The Apriori algorithm (Agarwal et al., 1996) is used for finding association rules
over the discretized LMS data table in Appendix 1. Apriori (Agrawal, 1994) is the
best-known algorithm to mine association rules. It uses a breadth-first search strategy
to counting the support of item sets and uses a candidate generation function, which
exploits the downward closure property of support. Iteratively reduces the minimum
support until it finds the required number of rules with the given minimum
confidence.
    There are different techniques of categorization for association rule mining. Most
of the subjective approaches involve user participation in order to express, in
accordance with his/her previous knowledge, which rules are of interest. One
technique is based on unexpectedness and actionability (Liu et al, 1996; Liu et al,
2000). Unexpectedness expresses which rules are interesting if they are unknown to
the user or contradict the user’s knowledge. Actionability expresses that rules are
interesting if users can do something with them to their advantage. The number of
rules can be decreased to unexpected and actionable rules only (García et al., 2008).

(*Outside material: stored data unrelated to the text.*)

//! Sets of integers stored as sorted, disjoint, inclusive intervals.
//!
//! Used for character classes in lexer automata and token sets in parser automata.

use std::fmt;

/// Inclusive integer interval `start..=stop`
#[derive(Debug, Clone, Copy, PartialEq, Eq, Hash, PartialOrd, Ord)]
pub struct Interval {
    pub start: i32,
    pub stop: i32,
}

impl Interval {
    pub fn new(start: i32, stop: i32) -> Self {
        Self { start, stop }
    }

    pub fn len(&self) -> usize {
        (i64::from(self.stop) - i64::from(self.start) + 1).max(0) as usize
    }

    pub fn is_empty(&self) -> bool {
        self.stop < self.start
    }
}

#[derive(Debug, Clone, Default, PartialEq, Eq, Hash)]
pub struct IntervalSet {
    intervals: Vec<Interval>,
}

impl IntervalSet {
    pub fn new() -> Self {
        Self::default()
    }

    pub fn of(value: i32) -> Self {
        Self::of_range(value, value)
    }

    pub fn of_range(start: i32, stop: i32) -> Self {
        let mut set = Self::new();
        set.add_range(start, stop);
        set
    }

    pub fn add(&mut self, value: i32) {
        self.add_range(value, value);
    }

    /// Adds `start..=stop`, merging with overlapping or adjacent intervals.
    pub fn add_range(&mut self, start: i32, stop: i32) {
        if stop < start {
            return;
        }
        let mut merged = Interval::new(start, stop);
        let mut result = Vec::with_capacity(self.intervals.len() + 1);
        let mut inserted = false;
        for interval in self.intervals.drain(..) {
            if i64::from(interval.stop) + 1 < i64::from(merged.start) {
                result.push(interval);
            } else if i64::from(merged.stop) + 1 < i64::from(interval.start) {
                if !inserted {
                    result.push(merged);
                    inserted = true;
                }
                result.push(interval);
            } else {
                merged = Interval::new(
                    merged.start.min(interval.start),
                    merged.stop.max(interval.stop),
                );
            }
        }
        if !inserted {
            result.push(merged);
        }
        self.intervals = result;
    }

    pub fn add_set(&mut self, other: &IntervalSet) {
        for interval in &other.intervals {
            self.add_range(interval.start, interval.stop);
        }
    }

    pub fn contains(&self, value: i32) -> bool {
        self.intervals
            .iter()
            .any(|i| i.start <= value && value <= i.stop)
    }

    pub fn is_empty(&self) -> bool {
        self.intervals.is_empty()
    }

    pub fn intervals(&self) -> &[Interval] {
        &self.intervals
    }

    /// Number of values in the set
    pub fn size(&self) -> usize {
        self.intervals.iter().map(Interval::len).sum()
    }

    pub fn min(&self) -> Option<i32> {
        self.intervals.first().map(|i| i.start)
    }

    /// Values of `min..=max` that are not in this set
    pub fn complement(&self, min: i32, max: i32) -> IntervalSet {
        let mut result = IntervalSet::new();
        let mut next = i64::from(min);
        for interval in &self.intervals {
            if i64::from(interval.stop) < next {
                continue;
            }
            if i64::from(interval.start) > i64::from(max) {
                break;
            }
            if i64::from(interval.start) > next {
                result.add_range(next as i32, interval.start - 1);
            }
            next = i64::from(interval.stop) + 1;
        }
        if next <= i64::from(max) {
            result.add_range(next as i32, max);
        }
        result
    }

    /// The `index`-th value in ascending order
    pub fn nth(&self, mut index: usize) -> Option<i32> {
        for interval in &self.intervals {
            let len = interval.len();
            if index < len {
                return Some(interval.start + index as i32);
            }
            index -= len;
        }
        None
    }

    pub fn iter(&self) -> impl Iterator<Item = i32> + '_ {
        self.intervals.iter().flat_map(|i| i.start..=i.stop)
    }
}

impl fmt::Display for IntervalSet {
    fn fmt(&self, f: &mut fmt::Formatter<'_>) -> fmt::Result {
        write!(f, "{{")?;
        for (i, interval) in self.intervals.iter().enumerate() {
            if i > 0 {
                write!(f, ", ")?;
            }
            if interval.start == interval.stop {
                write!(f, "{}", interval.start)?;
            } else {
                write!(f, "{}..{}", interval.start, interval.stop)?;
            }
        }
        write!(f, "}}")
    }
}

#[cfg(test)]
mod tests {
    use super::*;

    #[test]
    fn test_add_merges_adjacent_and_overlapping() {
        let mut set = IntervalSet::new();
        set.add_range(10, 20);
        set.add(5);
        set.add_range(21, 25);
        set.add_range(18, 30);
        assert_eq!(set.intervals(), &[Interval::new(5, 5), Interval::new(10, 30)]);
        assert_eq!(set.size(), 22);
        assert!(set.contains(30));
        assert!(!set.contains(6));
    }

    #[test]
    fn test_complement() {
        let set = IntervalSet::of_range(b'a' as i32, b'z' as i32);
        let complement = set.complement(0, 200);
        assert_eq!(
            complement.intervals(),
            &[Interval::new(0, 96), Interval::new(123, 200)]
        );
    }

    #[test]
    fn test_nth_and_display() {
        let mut set = IntervalSet::of_range(1, 3);
        set.add(7);
        assert_eq!(set.nth(3), Some(7));
        assert_eq!(set.nth(4), None);
        assert_eq!(set.to_string(), "{1..3, 7}");
    }

    #[test]
    fn test_eof_is_representable() {
        let mut set = IntervalSet::of(-1);
        set.add_range(3, 4);
        assert_eq!(set.min(), Some(-1));
        assert!(set.contains(-1));
    }
}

Another technique proposes the division of the discovered rules into three categories
(Minaei-Bidgoli et al., 2004). (1) Expected and previously known: This type of rule
confirms user beliefs, and can be used to validate our approach. Though perhaps
already known, many of these rules are still useful for the user as a form of empirical
verification of expectations. For agriculture, this approach provides opportunity for
rigorous justification of many long held beliefs. (2) Unexpected: This type of rule
contradicts user beliefs. This group of unanticipated correlations can supply
interesting rules, yet their interestingness and possible actionability still requires
further investigation. (3) Unknown: This type of rule does not clearly belong to any
category, and should be categorized by domain specific experts.

3. Results
   The first step before applying the data mining methods described in the previous
section is the pre-processing of the data in order to prepare them for data analysis.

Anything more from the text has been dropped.